Americans love to tell exciting stories about Japan.  Before I came here the first time, everyone wanted to warn me about the vending machines that sell used underwear*.  (Oh hey my statcounter is going to have fun with that…)  And yeah, according to snopes, I guess that story is real, but let me tell you, they must put those machines somewhere special because I have not seen them.

What I do see, once about every 50 ft, is vending machines that sell HOT DRINKS.  In cans!  It’s utter craziness, and I want to know why no one in the States told me about this miracle of modern technology.

Corn Choco

See that can there?  That’s hot chocolate (or as they say here, hotto chyokoruto)…  from an ordinary vending machine!  They also have many exotic flavors of coffee and tea.  So it’s just like Starbucks, but without that annoying conversation about how venti means big and you should really know that by now.

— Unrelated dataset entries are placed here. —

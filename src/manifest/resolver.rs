//! Variant selection under configured ceilings
//!
//! Every selection walks variants by descending average bandwidth and accepts the
//! first one within the ceiling for the active mode. When nothing qualifies the
//! first variant is used. Only an empty manifest is an error.

use super::inventory::{FamilySummary, lossless_params};
use super::parser::{MasterPlaylist, VariantStream};
use crate::config::{MvAudioType, QualityConfig};
use crate::error::{Error, Result};
use crate::types::AudioMode;
use crate::utils::static_regex;
use regex::Regex;
use std::sync::OnceLock;
use url::Url;

/// Audio selection constraints
#[derive(Clone, Debug, PartialEq, Eq)]
pub struct AudioPreference {
    /// Active family
    pub mode: AudioMode,
    /// Highest ALAC sample rate accepted
    pub alac_max: u32,
    /// Highest spatial bitrate accepted
    pub atmos_max: u32,
    /// Compressed stereo group to accept (`aac`, `aac-binaural`, `aac-downmix`)
    pub aac_type: String,
}

impl AudioPreference {
    /// Constraints for `mode` taken from the quality config
    pub fn new(mode: AudioMode, quality: &QualityConfig) -> Self {
        Self {
            mode,
            alac_max: quality.alac_max,
            atmos_max: quality.atmos_max,
            aac_type: quality.aac_type.clone(),
        }
    }
}

/// Chosen audio stream
#[derive(Clone, Debug, PartialEq, Eq)]
pub struct ResolvedStream {
    /// Absolute media playlist URL
    pub url: Url,
    /// Quality string for file names (empty when the fallback variant was used)
    pub filename_quality: String,
    /// Quality label for the status table
    pub display_quality: String,
}

/// Chosen video stream
#[derive(Clone, Debug, PartialEq, Eq)]
pub struct ResolvedVideo {
    /// Absolute media playlist URL
    pub url: Url,
    /// `(width, height)` if known
    pub resolution: Option<(u32, u32)>,
}

/// Select the audio variant for `preference`
pub fn select_audio(
    base: &Url,
    playlist: &MasterPlaylist,
    preference: &AudioPreference,
) -> Result<ResolvedStream> {
    let sorted = playlist.variants_by_bandwidth();
    let Some(first) = sorted.first() else {
        return Err(Error::NoVariant {
            reason: "manifest lists no variants".to_string(),
        });
    };
    let display_quality = FamilySummary::from_sorted(&sorted).display_quality();

    let chosen = match preference.mode {
        AudioMode::Atmos => pick_atmos(&sorted, preference.atmos_max),
        AudioMode::Aac => pick_aac(&sorted, &preference.aac_type),
        AudioMode::Alac => pick_alac(&sorted, preference.alac_max),
    };

    let (variant, filename_quality) = match chosen {
        Some(hit) => hit,
        None => {
            tracing::debug!(
                mode = ?preference.mode,
                fallback = %first.audio_group,
                "No variant within ceiling, using first variant"
            );
            (*first, String::new())
        }
    };

    Ok(ResolvedStream {
        url: join_uri(base, &variant.uri)?,
        filename_quality,
        display_quality,
    })
}

fn pick_atmos<'a>(sorted: &[&'a VariantStream], ceiling: u32) -> Option<(&'a VariantStream, String)> {
    for &variant in sorted {
        let segments = variant.group_segments();
        let suffix = segments.last().copied().unwrap_or_default();
        match variant.codecs.as_str() {
            "ec-3" if variant.audio_group.contains("atmos") => {
                if let Ok(kbps) = suffix.parse::<u32>()
                    && kbps <= ceiling
                {
                    return Some((variant, format!("{suffix} kbps")));
                }
            }
            "ac-3" => return Some((variant, format!("{suffix} kbps"))),
            _ => {}
        }
    }
    None
}

fn pick_aac<'a>(sorted: &[&'a VariantStream], aac_type: &str) -> Option<(&'a VariantStream, String)> {
    static STEREO: OnceLock<Regex> = OnceLock::new();
    let stereo = static_regex(&STEREO, r"audio-stereo-\d+");

    sorted
        .iter()
        .filter(|v| v.codecs == "mp4a.40.2")
        .find(|v| stereo.replace_all(&v.audio_group, "aac") == aac_type)
        .map(|v| {
            let bitrate = v.group_segments().get(2).copied().unwrap_or_default().to_string();
            (*v, format!("{bitrate} kbps"))
        })
}

fn pick_alac<'a>(sorted: &[&'a VariantStream], ceiling: u32) -> Option<(&'a VariantStream, String)> {
    sorted
        .iter()
        .filter(|v| v.codecs == "alac")
        .find_map(|v| {
            let (sample_rate, bit_depth) = lossless_params(v)?;
            (sample_rate <= ceiling).then(|| {
                (
                    *v,
                    format!("{bit_depth}B-{:.1}kHz", f64::from(sample_rate) / 1000.0),
                )
            })
        })
}

/// Select the video variant no taller than `max_height`
pub fn select_video(base: &Url, playlist: &MasterPlaylist, max_height: u32) -> Result<ResolvedVideo> {
    let sorted = playlist.variants_by_bandwidth();
    let Some(first) = sorted.first() else {
        return Err(Error::NoVariant {
            reason: "manifest lists no video variants".to_string(),
        });
    };

    let chosen = sorted
        .iter()
        .map(|v| (*v, video_resolution(v)))
        .find(|(_, res)| res.is_some_and(|(_, h)| h <= max_height))
        .unwrap_or((*first, video_resolution(first)));

    Ok(ResolvedVideo {
        url: join_uri(base, &chosen.0.uri)?,
        resolution: chosen.1,
    })
}

/// Resolution from the `_<w>x<h>` marker in the URI, else the declared attribute
fn video_resolution(variant: &VariantStream) -> Option<(u32, u32)> {
    static MARKER: OnceLock<Regex> = OnceLock::new();
    let marker = static_regex(&MARKER, r"_(\d+)x(\d+)");

    marker
        .captures(&variant.uri)
        .and_then(|caps| Some((caps[1].parse().ok()?, caps[2].parse().ok()?)))
        .or(variant.resolution)
}

/// Select the music-video audio rendition
///
/// Groups are tried in preference order; inside a group the highest `_gr<N>_`
/// rank wins.
pub fn select_video_audio(
    base: &Url,
    playlist: &MasterPlaylist,
    preference: MvAudioType,
) -> Result<Url> {
    static RANK: OnceLock<Regex> = OnceLock::new();
    let rank_marker = static_regex(&RANK, r"_gr(\d+)_");

    let groups: &[&str] = match preference {
        MvAudioType::Atmos => &["audio-atmos", "audio-ac3", "audio-stereo-256"],
        MvAudioType::Ac3 => &["audio-ac3", "audio-stereo-256"],
        MvAudioType::Aac => &["audio-stereo-256"],
    };

    for group in groups {
        let best = playlist
            .renditions
            .iter()
            .filter(|r| r.media_type.eq_ignore_ascii_case("AUDIO") && r.group_id == *group)
            .filter_map(|r| {
                let uri = r.uri.as_deref()?;
                let rank = rank_marker
                    .captures(uri)
                    .and_then(|caps| caps[1].parse::<u32>().ok())
                    .unwrap_or(0);
                Some((rank, uri))
            })
            .max_by_key(|(rank, _)| *rank);

        if let Some((_, uri)) = best {
            return join_uri(base, uri);
        }
    }

    Err(Error::NoVariant {
        reason: format!("no music video audio rendition for {preference:?}"),
    })
}

fn join_uri(base: &Url, uri: &str) -> Result<Url> {
    base.join(uri)
        .map_err(|e| Error::ParseFailure(format!("invalid variant URI {uri}: {e}")))
}

// unwrap/expect are acceptable in tests for concise failure-on-error assertions
#[allow(clippy::unwrap_used, clippy::expect_used)]
#[cfg(test)]
mod tests {
    use super::super::parser::parse_master;
    use super::*;

    fn base() -> Url {
        Url::parse("https://cdn.example.com/item/1440/master.m3u8").unwrap()
    }

    fn audio_playlist(entries: &[(&str, &str, u64, &str)]) -> MasterPlaylist {
        let mut body = String::from("#EXTM3U\n");
        for (codec, group, bw, uri) in entries {
            body.push_str(&format!(
                "#EXT-X-STREAM-INF:BANDWIDTH={bw},AVERAGE-BANDWIDTH={bw},CODECS=\"{codec}\",AUDIO=\"{group}\"\n{uri}\n"
            ));
        }
        parse_master(&body).unwrap()
    }

    fn pref(mode: AudioMode) -> AudioPreference {
        AudioPreference::new(mode, &QualityConfig::default())
    }

    #[test]
    fn alac_picks_highest_rate_within_ceiling() {
        let p = audio_playlist(&[
            ("alac", "audio-alac-stereo-48000-16", 1_500_000, "alac_48.m3u8"),
            ("alac", "audio-alac-stereo-96000-24", 4_500_000, "alac_96.m3u8"),
        ]);
        let mut preference = pref(AudioMode::Alac);
        preference.alac_max = 96_000;

        let stream = select_audio(&base(), &p, &preference).unwrap();
        assert_eq!(stream.url.as_str(), "https://cdn.example.com/item/1440/alac_96.m3u8");
        assert_eq!(stream.filename_quality, "24B-96.0kHz");
        assert_eq!(stream.display_quality, "24bit/96.0kHz");
    }

    #[test]
    fn alac_ceiling_skips_higher_rates() {
        let p = audio_playlist(&[
            ("alac", "audio-alac-stereo-192000-24", 9_000_000, "alac_192.m3u8"),
            ("alac", "audio-alac-stereo-44100-16", 1_400_000, "alac_44.m3u8"),
        ]);
        let mut preference = pref(AudioMode::Alac);
        preference.alac_max = 48_000;

        let stream = select_audio(&base(), &p, &preference).unwrap();
        assert!(stream.url.as_str().ends_with("alac_44.m3u8"));
        assert_eq!(stream.filename_quality, "16B-44.1kHz");
    }

    #[test]
    fn selection_is_deterministic() {
        let p = audio_playlist(&[
            ("alac", "audio-alac-stereo-48000-24", 2_000_000, "a.m3u8"),
            ("alac", "audio-alac-stereo-48000-24", 2_000_000, "b.m3u8"),
        ]);
        let first = select_audio(&base(), &p, &pref(AudioMode::Alac)).unwrap();
        let second = select_audio(&base(), &p, &pref(AudioMode::Alac)).unwrap();
        assert_eq!(first, second);
        assert!(first.url.as_str().ends_with("a.m3u8"), "ties keep document order");
    }

    #[test]
    fn atmos_compares_raw_suffix_against_ceiling() {
        let p = audio_playlist(&[
            ("ec-3", "audio-atmos-2768", 900_000, "atmos_2768.m3u8"),
            ("ec-3", "audio-atmos-448", 500_000, "atmos_448.m3u8"),
        ]);
        let mut preference = pref(AudioMode::Atmos);

        let stream = select_audio(&base(), &p, &preference).unwrap();
        assert!(stream.url.as_str().ends_with("atmos_2768.m3u8"));
        assert_eq!(stream.filename_quality, "2768 kbps");
        assert_eq!(stream.display_quality, "Dolby Atmos");

        preference.atmos_max = 1000;
        let stream = select_audio(&base(), &p, &preference).unwrap();
        assert!(stream.url.as_str().ends_with("atmos_448.m3u8"));
        assert_eq!(stream.filename_quality, "448 kbps");
    }

    #[test]
    fn atmos_accepts_surround_when_reached_first() {
        let p = audio_playlist(&[
            ("ec-3", "audio-atmos-2768", 900_000, "atmos.m3u8"),
            ("ac-3", "audio-ac3-640", 700_000, "ac3.m3u8"),
        ]);
        let mut preference = pref(AudioMode::Atmos);
        preference.atmos_max = 700;

        let stream = select_audio(&base(), &p, &preference).unwrap();
        assert!(stream.url.as_str().ends_with("ac3.m3u8"));
        assert_eq!(stream.filename_quality, "640 kbps");
    }

    #[test]
    fn aac_matches_normalized_group_type() {
        let p = audio_playlist(&[
            ("mp4a.40.2", "audio-stereo-256-binaural", 300_000, "binaural.m3u8"),
            ("mp4a.40.2", "audio-stereo-256", 280_000, "stereo.m3u8"),
        ]);
        let mut preference = pref(AudioMode::Aac);
        preference.aac_type = "aac".to_string();

        let stream = select_audio(&base(), &p, &preference).unwrap();
        assert!(stream.url.as_str().ends_with("stereo.m3u8"));
        assert_eq!(stream.filename_quality, "256 kbps");

        preference.aac_type = "aac-binaural".to_string();
        let stream = select_audio(&base(), &p, &preference).unwrap();
        assert!(stream.url.as_str().ends_with("binaural.m3u8"));
    }

    #[test]
    fn falls_back_to_first_variant() {
        let p = audio_playlist(&[
            ("mp4a.40.2", "audio-stereo-64", 70_000, "low.m3u8"),
            ("mp4a.40.2", "audio-stereo-256", 280_000, "high.m3u8"),
        ]);
        let stream = select_audio(&base(), &p, &pref(AudioMode::Alac)).unwrap();
        assert!(stream.url.as_str().ends_with("high.m3u8"), "first by bandwidth");
        assert_eq!(stream.filename_quality, "");
    }

    #[test]
    fn empty_manifest_is_no_variant() {
        let err = select_audio(&base(), &MasterPlaylist::default(), &pref(AudioMode::Alac))
            .unwrap_err();
        assert!(matches!(err, Error::NoVariant { .. }));
    }

    const VIDEO: &str = r#"#EXTM3U
#EXT-X-MEDIA:TYPE=AUDIO,GROUP-ID="audio-stereo-256",NAME="Stereo",URI="audio/stereo_gr256_main.m3u8"
#EXT-X-MEDIA:TYPE=AUDIO,GROUP-ID="audio-atmos",NAME="Atmos",URI="audio/atmos_gr300_main.m3u8"
#EXT-X-MEDIA:TYPE=AUDIO,GROUP-ID="audio-atmos",NAME="Atmos alt",URI="audio/atmos_gr200_alt.m3u8"
#EXT-X-MEDIA:TYPE=AUDIO,GROUP-ID="audio-ac3",NAME="Surround",URI="audio/ac3_gr150_main.m3u8"
#EXT-X-STREAM-INF:BANDWIDTH=25000000,CODECS="hvc1",AUDIO="audio-atmos"
video/clip_3840x2160_25000.m3u8
#EXT-X-STREAM-INF:BANDWIDTH=8000000,CODECS="avc1",AUDIO="audio-atmos"
video/clip_1920x1080_8000.m3u8
#EXT-X-STREAM-INF:BANDWIDTH=3000000,CODECS="avc1",RESOLUTION=1280x720,AUDIO="audio-atmos"
video/clip_hd.m3u8
"#;

    #[test]
    fn video_respects_height_ceiling() {
        let p = parse_master(VIDEO).unwrap();

        let video = select_video(&base(), &p, 2160).unwrap();
        assert!(video.url.as_str().ends_with("clip_3840x2160_25000.m3u8"));
        assert_eq!(video.resolution, Some((3840, 2160)));

        let video = select_video(&base(), &p, 1080).unwrap();
        assert!(video.url.as_str().ends_with("clip_1920x1080_8000.m3u8"));

        let video = select_video(&base(), &p, 720).unwrap();
        assert_eq!(video.resolution, Some((1280, 720)), "declared RESOLUTION used");

        let video = select_video(&base(), &p, 480).unwrap();
        assert!(video.url.as_str().ends_with("clip_3840x2160_25000.m3u8"), "fallback to first");
    }

    #[test]
    fn video_audio_prefers_group_then_rank() {
        let p = parse_master(VIDEO).unwrap();

        let url = select_video_audio(&base(), &p, MvAudioType::Atmos).unwrap();
        assert!(url.as_str().ends_with("atmos_gr300_main.m3u8"));

        let url = select_video_audio(&base(), &p, MvAudioType::Ac3).unwrap();
        assert!(url.as_str().ends_with("ac3_gr150_main.m3u8"));

        let url = select_video_audio(&base(), &p, MvAudioType::Aac).unwrap();
        assert!(url.as_str().ends_with("stereo_gr256_main.m3u8"));
    }

    #[test]
    fn video_audio_without_renditions_is_no_variant() {
        let p = audio_playlist(&[("alac", "audio-alac-stereo-48000-16", 1, "a.m3u8")]);
        assert!(matches!(
            select_video_audio(&base(), &p, MvAudioType::Atmos),
            Err(Error::NoVariant { .. })
        ));
    }
}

Also, Corn-Choco is delicious.  It’s basically Corn Pops coated in chocolate, and rarely have I tasted a more satisfying treat.  Oh man, I just realized that’s an economy pack.  Was it supposed to last me all month?

—————————–

*ETA: a warning if you wind up clicking that snopes link — it’s correct about the specifics (yes, dirty vending machines really do exist), but the rest of the article is completely uninformed, racist fearmongering.  For some reason, Americans have a need to view the Japanese as creepy, bizarre, and incomprehensible; maybe it makes them seem less threatening?  But the truth is, yeah, there are perverts in Japan, just like there are perverts in every other country in the world.  Yes, sometimes women here are sexualized and objectified — just like everywhere else. Is this a defining element of the culture?  Absolutely not.  There are a ton of fascinating cultural differences between Japan and America, but ultimately, the Japanese are as friendly, helpful, and generally normal as any population I’ve encountered.